• Records provided:

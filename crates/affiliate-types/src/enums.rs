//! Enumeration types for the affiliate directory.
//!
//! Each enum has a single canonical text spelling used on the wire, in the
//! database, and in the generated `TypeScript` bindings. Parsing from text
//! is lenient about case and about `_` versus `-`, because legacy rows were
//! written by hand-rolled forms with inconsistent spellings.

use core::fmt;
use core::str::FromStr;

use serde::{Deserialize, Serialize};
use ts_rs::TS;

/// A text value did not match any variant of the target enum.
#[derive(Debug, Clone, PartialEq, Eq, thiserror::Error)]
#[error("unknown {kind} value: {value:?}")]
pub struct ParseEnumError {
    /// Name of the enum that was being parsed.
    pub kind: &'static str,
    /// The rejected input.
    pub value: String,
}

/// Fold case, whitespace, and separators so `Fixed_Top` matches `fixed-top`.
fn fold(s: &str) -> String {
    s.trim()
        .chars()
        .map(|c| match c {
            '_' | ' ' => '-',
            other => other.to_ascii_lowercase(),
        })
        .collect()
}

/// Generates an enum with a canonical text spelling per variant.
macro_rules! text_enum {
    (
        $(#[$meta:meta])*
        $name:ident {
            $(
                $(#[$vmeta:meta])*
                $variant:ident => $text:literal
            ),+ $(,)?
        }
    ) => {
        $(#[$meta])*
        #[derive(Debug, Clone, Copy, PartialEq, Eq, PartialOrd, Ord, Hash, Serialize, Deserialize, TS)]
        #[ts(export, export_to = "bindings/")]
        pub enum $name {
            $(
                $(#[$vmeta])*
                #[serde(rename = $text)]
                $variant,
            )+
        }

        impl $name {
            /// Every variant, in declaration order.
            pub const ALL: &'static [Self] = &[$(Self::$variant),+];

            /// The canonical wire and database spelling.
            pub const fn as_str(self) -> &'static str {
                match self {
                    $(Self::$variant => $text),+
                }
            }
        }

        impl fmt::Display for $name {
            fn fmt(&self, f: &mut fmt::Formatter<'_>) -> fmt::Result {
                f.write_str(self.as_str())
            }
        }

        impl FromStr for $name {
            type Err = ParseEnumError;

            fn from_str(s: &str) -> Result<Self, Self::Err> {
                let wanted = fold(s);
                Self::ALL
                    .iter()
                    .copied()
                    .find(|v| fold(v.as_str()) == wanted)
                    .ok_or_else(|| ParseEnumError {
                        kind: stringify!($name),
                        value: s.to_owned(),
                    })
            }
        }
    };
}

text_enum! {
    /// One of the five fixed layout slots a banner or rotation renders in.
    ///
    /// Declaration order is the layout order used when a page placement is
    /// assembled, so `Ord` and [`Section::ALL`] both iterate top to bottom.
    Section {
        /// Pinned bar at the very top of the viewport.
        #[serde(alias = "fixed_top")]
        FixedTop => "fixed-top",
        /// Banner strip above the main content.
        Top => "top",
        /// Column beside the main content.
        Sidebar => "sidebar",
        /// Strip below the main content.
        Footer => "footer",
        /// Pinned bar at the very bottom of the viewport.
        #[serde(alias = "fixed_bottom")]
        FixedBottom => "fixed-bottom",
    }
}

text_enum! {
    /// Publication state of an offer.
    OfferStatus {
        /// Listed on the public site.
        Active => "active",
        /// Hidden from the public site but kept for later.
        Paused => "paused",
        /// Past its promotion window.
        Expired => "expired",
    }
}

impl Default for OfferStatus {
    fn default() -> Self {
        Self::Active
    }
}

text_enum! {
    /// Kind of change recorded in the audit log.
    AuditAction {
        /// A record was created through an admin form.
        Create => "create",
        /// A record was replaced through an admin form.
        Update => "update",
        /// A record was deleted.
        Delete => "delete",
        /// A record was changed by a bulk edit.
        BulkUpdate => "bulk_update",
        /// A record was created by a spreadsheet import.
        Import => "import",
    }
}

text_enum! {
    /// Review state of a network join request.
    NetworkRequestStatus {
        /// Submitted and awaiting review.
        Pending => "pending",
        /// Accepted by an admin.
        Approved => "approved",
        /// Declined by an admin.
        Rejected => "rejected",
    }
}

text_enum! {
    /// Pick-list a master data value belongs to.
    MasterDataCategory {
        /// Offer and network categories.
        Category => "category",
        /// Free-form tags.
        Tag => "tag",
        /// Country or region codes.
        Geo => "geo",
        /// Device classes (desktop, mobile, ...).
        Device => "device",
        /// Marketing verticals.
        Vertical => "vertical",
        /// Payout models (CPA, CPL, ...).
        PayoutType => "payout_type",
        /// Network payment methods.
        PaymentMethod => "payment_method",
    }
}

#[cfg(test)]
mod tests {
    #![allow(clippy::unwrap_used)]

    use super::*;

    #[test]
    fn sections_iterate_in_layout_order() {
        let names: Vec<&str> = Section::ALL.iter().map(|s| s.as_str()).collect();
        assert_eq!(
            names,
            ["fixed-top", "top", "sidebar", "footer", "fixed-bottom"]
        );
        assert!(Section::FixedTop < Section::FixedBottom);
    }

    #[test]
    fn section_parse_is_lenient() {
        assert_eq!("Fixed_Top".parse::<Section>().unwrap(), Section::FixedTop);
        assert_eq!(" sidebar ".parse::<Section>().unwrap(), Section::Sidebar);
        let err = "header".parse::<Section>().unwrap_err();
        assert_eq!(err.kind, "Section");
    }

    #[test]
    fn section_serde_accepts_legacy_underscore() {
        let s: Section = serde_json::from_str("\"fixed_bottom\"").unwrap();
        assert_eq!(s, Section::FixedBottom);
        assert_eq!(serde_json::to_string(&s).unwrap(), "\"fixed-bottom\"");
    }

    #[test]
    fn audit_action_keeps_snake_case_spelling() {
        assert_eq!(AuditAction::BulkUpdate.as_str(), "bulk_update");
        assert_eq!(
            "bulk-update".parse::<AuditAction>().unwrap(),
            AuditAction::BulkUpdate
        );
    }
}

• How to complete this task: Look through the entries above, and wherever a line holds the string "Result", copy it.

• Answer to this problem:
            fn fmt(&self, f: &mut fmt::Formatter<'_>) -> fmt::Result {
            fn from_str(s: &str) -> Result<Self, Self::Err> {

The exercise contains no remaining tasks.